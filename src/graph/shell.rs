//! `ShellGraph` — a rooted neighbor graph indexed by breadth-first shells.
//!
//! A *shell* is the set of vertices at one breadth-first distance from the
//! root. Because the breadth-first builders only ever append vertices to the
//! currently open shell, each shell occupies a contiguous interval of the
//! 1-based vertex indices, and the whole interval structure is captured by a
//! single table of shell start indices (`shell_starts[d]` = first index at
//! distance `d`; the root is always index 1, shell 0).
//!
//! The payoff is the neighbor partition: breadth-first discipline means a
//! vertex at distance `d` only has neighbors at distances `d - 1`, `d`, and
//! `d + 1`, so its index-sorted neighbor list splits into exactly three
//! contiguous runs, found with two binary searches against the shell
//! boundaries.
//!
//! ### Performance Characteristics
//! | Operation | Complexity | Notes |
//! |-----------|------------|-------|
//! | `distance_from_root` | O(log D) | Binary scan of shell starts |
//! | `neighbors_in_*_shell` (finished) | O(log k + r) | Two boundary searches + run copy |
//! | `neighbors_in_*_shell` (building) | O(k log k) | Sorts a copy of the one queried list |
//! | `shell` | O(1) | Contiguous slice of the index table |

use std::hash::Hash;
use std::ops::Range;

use serde::{Deserialize, Serialize};
use tracing::trace;

use crate::error::{GraphError, Result};
use crate::graph::core::NeighborGraph;
use crate::index::VertexIndex;

/// Which of the three runs of a partitioned neighbor list to extract.
#[derive(Clone, Copy)]
enum Band {
    Previous,
    Same,
    Next,
}

/// A rooted graph whose vertex indices are grouped into breadth-first shells.
///
/// Only the breadth-first builders produce values of this type, so the shell
/// invariants (contiguous intervals, edge distances differing by at most one)
/// hold by construction. Distance queries work in either phase; the
/// binary-search neighbor partition is cheap once finished and falls back to
/// sorting the single queried list while still building.
#[derive(Debug, Clone)]
pub struct ShellGraph<S> {
    graph: NeighborGraph<S>,
    /// `shell_starts[d]` is the index of the first vertex at distance `d`.
    /// Strictly increasing; `shell_starts[0] == 1` whenever a root exists.
    shell_starts: Vec<usize>,
}

impl<S: Eq + Hash + Clone> ShellGraph<S> {
    /// Creates a graph holding only `root` (index 1, shell 0).
    pub(crate) fn with_root(root: S, fixed_degree: Option<usize>) -> Self {
        let mut graph = NeighborGraph::new(fixed_degree);
        graph.insert_vertex(root);
        Self {
            graph,
            shell_starts: vec![1],
        }
    }

    /// Assembles a finished shell graph from reconstructed parts.
    ///
    /// Used by the persistence layer; `shell_starts` must be strictly
    /// increasing and start at 1 when non-empty.
    pub(crate) fn from_parts(
        index: VertexIndex<S>,
        adjacency: Vec<Vec<usize>>,
        shell_starts: Vec<usize>,
        fixed_degree: Option<usize>,
    ) -> Self {
        let mut graph = NeighborGraph::from_parts(index, adjacency, fixed_degree);
        graph.finish_in_place();
        Self {
            graph,
            shell_starts,
        }
    }

    /// The underlying adjacency core.
    #[inline]
    pub fn graph(&self) -> &NeighborGraph<S> {
        &self.graph
    }

    /// The root vertex (index 1).
    ///
    /// # Errors
    /// [`GraphError::IndexOutOfRange`] on the degenerate empty graph.
    pub fn root(&self) -> Result<&S> {
        self.graph.index().element_at(1)
    }

    /// Number of vertices. Delegates to the core.
    #[inline]
    pub fn vertex_count(&self) -> usize {
        self.graph.vertex_count()
    }

    /// Sum of neighbor-list sizes. Delegates to the core.
    #[inline]
    pub fn edge_count(&self) -> usize {
        self.graph.edge_count()
    }

    /// Returns whether the graph has been frozen.
    #[inline]
    pub fn is_finished(&self) -> bool {
        self.graph.is_finished()
    }

    /// Number of shells opened so far.
    #[inline]
    pub fn shell_count(&self) -> usize {
        self.shell_starts.len()
    }

    /// Largest breadth-first distance assigned so far (shells minus one).
    #[inline]
    pub fn max_distance_from_root(&self) -> usize {
        self.shell_starts.len().saturating_sub(1)
    }

    /// Index of the first vertex in shell `d`.
    ///
    /// # Errors
    /// [`GraphError::IndexOutOfRange`] if no shell `d` exists.
    pub fn shell_start(&self, d: usize) -> Result<usize> {
        self.shell_starts
            .get(d)
            .copied()
            .ok_or(GraphError::IndexOutOfRange {
                index: d,
                len: self.shell_starts.len(),
            })
    }

    /// The index interval `start..end` occupied by shell `d`.
    ///
    /// # Errors
    /// [`GraphError::IndexOutOfRange`] if no shell `d` exists.
    pub fn shell_bounds(&self, d: usize) -> Result<Range<usize>> {
        let start = self.shell_start(d)?;
        let end = self
            .shell_starts
            .get(d + 1)
            .copied()
            .unwrap_or(self.vertex_count() + 1);
        Ok(start..end)
    }

    /// Number of vertices in shell `d`.
    ///
    /// # Errors
    /// [`GraphError::IndexOutOfRange`] if no shell `d` exists.
    pub fn shell_size(&self, d: usize) -> Result<usize> {
        Ok(self.shell_bounds(d)?.len())
    }

    /// The vertices of shell `d`, in index order.
    ///
    /// # Errors
    /// [`GraphError::IndexOutOfRange`] if no shell `d` exists.
    pub fn shell(&self, d: usize) -> Result<&[S]> {
        let bounds = self.shell_bounds(d)?;
        self.graph
            .index()
            .elements_in_range(bounds.start, bounds.end - 1)
    }

    /// Breadth-first distance of the vertex with 1-based index `i`.
    ///
    /// # Errors
    /// [`GraphError::IndexOutOfRange`] if `i` is outside `1..=len`.
    pub fn distance_of_index(&self, i: usize) -> Result<usize> {
        if i == 0 || i > self.vertex_count() || self.shell_starts.is_empty() {
            return Err(GraphError::IndexOutOfRange {
                index: i,
                len: self.vertex_count(),
            });
        }
        // Rightmost shell whose start does not exceed i.
        Ok(self.shell_starts.partition_point(|&s| s <= i) - 1)
    }

    /// Breadth-first distance of `vertex` from the root.
    ///
    /// # Errors
    /// [`GraphError::VertexNotFound`] if the vertex was never added.
    pub fn distance_from_root(&self, vertex: &S) -> Result<usize> {
        let i = self.graph.index().index_of(vertex)?;
        self.distance_of_index(i)
    }

    /// Neighbors of `vertex` lying strictly in the previous shell.
    ///
    /// # Errors
    /// [`GraphError::VertexNotFound`] if the vertex was never added.
    pub fn neighbors_in_previous_shell(&self, vertex: &S) -> Result<Vec<&S>> {
        self.neighbor_band(vertex, Band::Previous)
    }

    /// Neighbors of `vertex` in its own shell.
    ///
    /// # Errors
    /// [`GraphError::VertexNotFound`] if the vertex was never added.
    pub fn neighbors_in_same_shell(&self, vertex: &S) -> Result<Vec<&S>> {
        self.neighbor_band(vertex, Band::Same)
    }

    /// Neighbors of `vertex` lying strictly in the next shell.
    ///
    /// # Errors
    /// [`GraphError::VertexNotFound`] if the vertex was never added.
    pub fn neighbors_in_next_shell(&self, vertex: &S) -> Result<Vec<&S>> {
        self.neighbor_band(vertex, Band::Next)
    }

    fn neighbor_band(&self, vertex: &S, band: Band) -> Result<Vec<&S>> {
        let i = self.graph.index().index_of(vertex)?;
        let d = self.distance_of_index(i)?;
        let run = self.neighbor_run(i, d, band);
        Ok(run
            .into_iter()
            .map(|n| self.graph.index().element_unchecked(n))
            .collect())
    }

    /// Extracts one contiguous run of the index-sorted neighbor list of the
    /// vertex at index `i` (distance `d`), split at the shell boundaries.
    fn neighbor_run(&self, i: usize, d: usize, band: Band) -> Vec<usize> {
        let lo = self.shell_starts[d];
        let hi = self
            .shell_starts
            .get(d + 1)
            .copied()
            .unwrap_or(self.vertex_count() + 1);

        let split = |list: &[usize]| {
            let p = list.partition_point(|&n| n < lo);
            let q = list.partition_point(|&n| n < hi);
            match band {
                Band::Previous => list[..p].to_vec(),
                Band::Same => list[p..q].to_vec(),
                Band::Next => list[q..].to_vec(),
            }
        };

        let list = self.graph.neighbor_indices_unchecked(i);
        if self.graph.is_finished() {
            split(list)
        } else {
            // Lazy fallback while building: sort a copy of this one list.
            let mut copy = list.to_vec();
            copy.sort_unstable();
            split(&copy)
        }
    }

    /// First previous-shell neighbor of the vertex at index `i`, if any.
    ///
    /// For breadth-first-built graphs every non-root vertex has one.
    pub(crate) fn parent_index(&self, i: usize) -> Option<usize> {
        let d = self.distance_of_index(i).ok()?;
        if d == 0 {
            return None;
        }
        let boundary = self.shell_starts[d];
        let list = self.graph.neighbor_indices_unchecked(i);
        if self.graph.is_finished() {
            list.first().copied().filter(|&n| n < boundary)
        } else {
            list.iter().copied().find(|&n| n < boundary)
        }
    }

    /// Applies one breadth-first `join(src, tgt)` under the radius
    /// discipline, mutating the graph only on acceptance.
    ///
    /// Returns the `(src, tgt)` indices of the recorded edge, or `None` when
    /// the join was rejected (graph untouched). Shared engine of the
    /// breadth-first builders; see [`crate::builder::BfsBuilder::join`] for
    /// the rules.
    pub(crate) fn admit_join(&mut self, src: &S, tgt: S) -> Option<(usize, usize)> {
        if self.graph.is_finished() {
            return None;
        }
        let Some(si) = self.graph.index().get(src) else {
            trace!("join rejected: source vertex not in graph");
            return None;
        };
        // Infallible: si came from the index.
        let sd = self.distance_of_index(si).ok()?;
        let diameter = self.shell_starts.len() - 1;
        // The source must sit on the open frontier or the shell just closed.
        if sd + 1 < diameter {
            trace!(
                source_distance = sd,
                diameter,
                "join rejected: source behind the frontier"
            );
            return None;
        }

        let ti = match self.graph.index().get(&tgt) {
            Some(ti) => {
                let td = self.distance_of_index(ti).ok()?;
                if sd.abs_diff(td) > 1 {
                    trace!(
                        source_distance = sd,
                        target_distance = td,
                        "join rejected: edge would jump more than one shell"
                    );
                    return None;
                }
                ti
            }
            None if sd == diameter => {
                // Target opens the next shell.
                let ti = self.graph.insert_vertex(tgt);
                self.shell_starts.push(ti);
                ti
            }
            None => {
                // sd == diameter - 1: target joins the open shell.
                self.graph.insert_vertex(tgt)
            }
        };

        self.graph.connect(si, ti);
        Some((si, ti))
    }

    /// Sorts and freezes the underlying core. `false` if already finished.
    pub(crate) fn finish_in_place(&mut self) -> bool {
        self.graph.finish_in_place()
    }

    /// Shell start table, for the persistence layer.
    #[inline]
    pub(crate) fn shell_starts(&self) -> &[usize] {
        &self.shell_starts
    }

    /// Summarizes the shell structure and degree distribution.
    pub fn statistics(&self) -> ShellStatistics {
        let n = self.vertex_count();
        let degrees: Vec<usize> = (1..=n)
            .map(|i| self.graph.neighbor_indices_unchecked(i).len())
            .collect();
        let shell_sizes: Vec<usize> = (0..self.shell_count())
            .map(|d| self.shell_bounds(d).map_or(0, |b| b.len()))
            .collect();

        ShellStatistics {
            vertex_count: n,
            edge_count: self.edge_count(),
            shell_count: self.shell_count(),
            max_distance: self.max_distance_from_root(),
            shell_sizes,
            min_degree: degrees.iter().copied().min().unwrap_or(0),
            max_degree: degrees.iter().copied().max().unwrap_or(0),
            average_degree: if n == 0 {
                0.0
            } else {
                self.edge_count() as f64 / n as f64
            },
        }
    }
}

/// Summary of a shell graph's size, layering, and degree distribution.
#[derive(Debug, Clone, PartialEq, Serialize, Deserialize)]
pub struct ShellStatistics {
    /// Number of vertices.
    pub vertex_count: usize,
    /// Sum of neighbor-list sizes (each undirected edge counted twice).
    pub edge_count: usize,
    /// Number of breadth-first shells.
    pub shell_count: usize,
    /// Largest distance from the root.
    pub max_distance: usize,
    /// Vertices per shell, from the root outward.
    pub shell_sizes: Vec<usize>,
    /// Minimum neighbor-list length.
    pub min_degree: usize,
    /// Maximum neighbor-list length.
    pub max_degree: usize,
    /// `edge_count / vertex_count`; equals the degree of a regular graph.
    pub average_degree: f64,
}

════════════════

## Work order
The response must consist of the lines above, from the first one through the line containing "vertices to the", reproduced exactly.

## Answer below
filename src/graph/shell.rs
//! `ShellGraph` — a rooted neighbor graph indexed by breadth-first shells.
//!
//! A *shell* is the set of vertices at one breadth-first distance from the
//! root. Because the breadth-first builders only ever append vertices to the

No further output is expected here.